What is being asked:
Below this sentence is a listing; return exactly its lines from the one with "pub const HEIGHT: i32 = 640;" to the one with "let frac = ((v", both kept, and nothing more.

Extracted records:
--

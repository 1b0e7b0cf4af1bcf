// File: crates/ticktick-core/tests/smoke.rs
// Purpose: End-to-end price chart render writing a PNG, plus in-memory bytes decoded back to pixels.

use chrono::NaiveDate;
use ticktick_core::{enrich, Chart, PriceSeries, RenderOptions, Theme};

fn build_chart(n: usize) -> Chart {
    let closes: Vec<f64> = (0..n).map(|i| 100.0 + (i as f64 * 0.05).sin() * 8.0 + i as f64 * 0.02).collect();
    let series = PriceSeries::from_closes(NaiveDate::from_ymd_opt(2015, 1, 1).unwrap(), &closes);
    let points = enrich(&series, 100).expect("enrich");
    Chart::price_chart("Smoke (SMK)", &points, 100)
}

#[test]
fn render_smoke_png() {
    let chart = build_chart(400);
    let opts = RenderOptions::default();
    let out = std::path::PathBuf::from("target/test_out/smoke.png");

    chart.render_to_png(&opts, &out).expect("render should succeed");
    let meta = std::fs::metadata(&out).expect("output exists");
    assert!(meta.len() > 0, "png should be non-empty");

    // Also verify in-memory API works
    let bytes = chart.render_to_png_bytes(&opts).expect("render bytes");
    assert!(bytes.starts_with(&[137, 80, 78, 71]), "should be PNG header");
}

#[test]
fn decoded_png_matches_requested_size_and_background() {
    let chart = build_chart(3000);
    let opts = RenderOptions { width: 640, height: 360, theme: Theme::light(), draw_labels: false, ..RenderOptions::default() };
    let bytes = chart.render_to_png_bytes(&opts).expect("render bytes");

    let img = image::load_from_memory(&bytes).expect("decode").to_rgba8();
    assert_eq!(img.dimensions(), (640, 360));
    // top-left corner is outside the plot area: pure background
    let px = img.get_pixel(0, 0).0;
    assert_eq!(px, [250, 250, 252, 255]);
}

#[test]
fn zero_sized_surface_is_an_error() {
    let chart = build_chart(10);
    let opts = RenderOptions { width: 0, ..RenderOptions::default() };
    assert!(chart.render_to_png_bytes(&opts).is_err());
}
// File: crates/ticktick-core/src/types.rs
// Summary: Shared rendering constants (sizes, paddings, point budgets).

/// Default surface width in pixels.
pub const WIDTH: i32 = 1024;
/// Default surface height in pixels.
pub const HEIGHT: i32 = 640;
/// Per-series point budget before LTTB downsampling kicks in.
pub const MAX_RENDER_POINTS: usize = 1500;

/// Screen margins, in pixels.
/// Contract: all fields are non-negative.
#[derive(Clone, Copy, Debug, PartialEq, Eq)]
pub struct Insets {
    pub left: u32,
    pub right: u32,
    pub top: u32,
    pub bottom: u32,
}

impl Insets {
    /// Create new insets (non-negative by type).
    pub const fn new(left: u32, right: u32, top: u32, bottom: u32) -> Self {
        Self { left, right, top, bottom }
    }
}

impl Default for Insets {
    fn default() -> Self {
        Self::new(80, 24, 40, 56)
    }
}
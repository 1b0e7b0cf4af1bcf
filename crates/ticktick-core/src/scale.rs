// File: crates/ticktick-core/src/scale.rs
// Summary: Linear world-to-pixel transforms for the X (time) and Y (price) axes.

use crate::axis::Axis;
use crate::geometry::RectI32;

/// Maps an axis range onto a pixel interval. `flip` puts larger values at smaller pixels (Y).
#[derive(Clone, Copy, Debug)]
pub struct LinearScale {
    vmin: f64,
    span: f64,
    px_start: f32,
    px_len: f32,
    flip: bool,
}

impl LinearScale {
    pub fn x(axis: &Axis, plot: &RectI32) -> Self {
        Self { vmin: axis.min, span: axis.span(), px_start: plot.left as f32, px_len: plot.width() as f32, flip: false }
    }

    pub fn y(axis: &Axis, plot: &RectI32) -> Self {
        Self { vmin: axis.min, span: axis.span(), px_start: plot.bottom as f32, px_len: plot.height() as f32, flip: true }
    }

    #[inline]
    pub fn to_px(&self, v: f64) -> f32 {
        let frac = ((v - self.vmin) / self.span) as f32;
        if self.flip { self.px_start - frac * self.px_len } else { self.px_start + frac * self.px_len }
    }
}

--

Solution to this problem:
pub const HEIGHT: i32 = 640;
/// Per-series point budget before LTTB downsampling kicks in.
pub const MAX_RENDER_POINTS: usize = 1500;

/// Screen margins, in pixels.
/// Contract: all fields are non-negative.
#[derive(Clone, Copy, Debug, PartialEq, Eq)]
pub struct Insets {
    pub left: u32,
    pub right: u32,
    pub top: u32,
    pub bottom: u32,
}

impl Insets {
    /// Create new insets (non-negative by type).
    pub const fn new(left: u32, right: u32, top: u32, bottom: u32) -> Self {
        Self { left, right, top, bottom }
    }
}

impl Default for Insets {
    fn default() -> Self {
        Self::new(80, 24, 40, 56)
    }
}
repository 1b0e7b0cf4af1bcf
filename crates/ticktick-core/src/scale.rs
// File: crates/ticktick-core/src/scale.rs
// Summary: Linear world-to-pixel transforms for the X (time) and Y (price) axes.

use crate::axis::Axis;
use crate::geometry::RectI32;

/// Maps an axis range onto a pixel interval. `flip` puts larger values at smaller pixels (Y).
#[derive(Clone, Copy, Debug)]
pub struct LinearScale {
    vmin: f64,
    span: f64,
    px_start: f32,
    px_len: f32,
    flip: bool,
}

impl LinearScale {
    pub fn x(axis: &Axis, plot: &RectI32) -> Self {
        Self { vmin: axis.min, span: axis.span(), px_start: plot.left as f32, px_len: plot.width() as f32, flip: false }
    }

    pub fn y(axis: &Axis, plot: &RectI32) -> Self {
        Self { vmin: axis.min, span: axis.span(), px_start: plot.bottom as f32, px_len: plot.height() as f32, flip: true }
    }

    #[inline]
    pub fn to_px(&self, v: f64) -> f32 {
        let frac = ((v - self.vmin) / self.span) as f32;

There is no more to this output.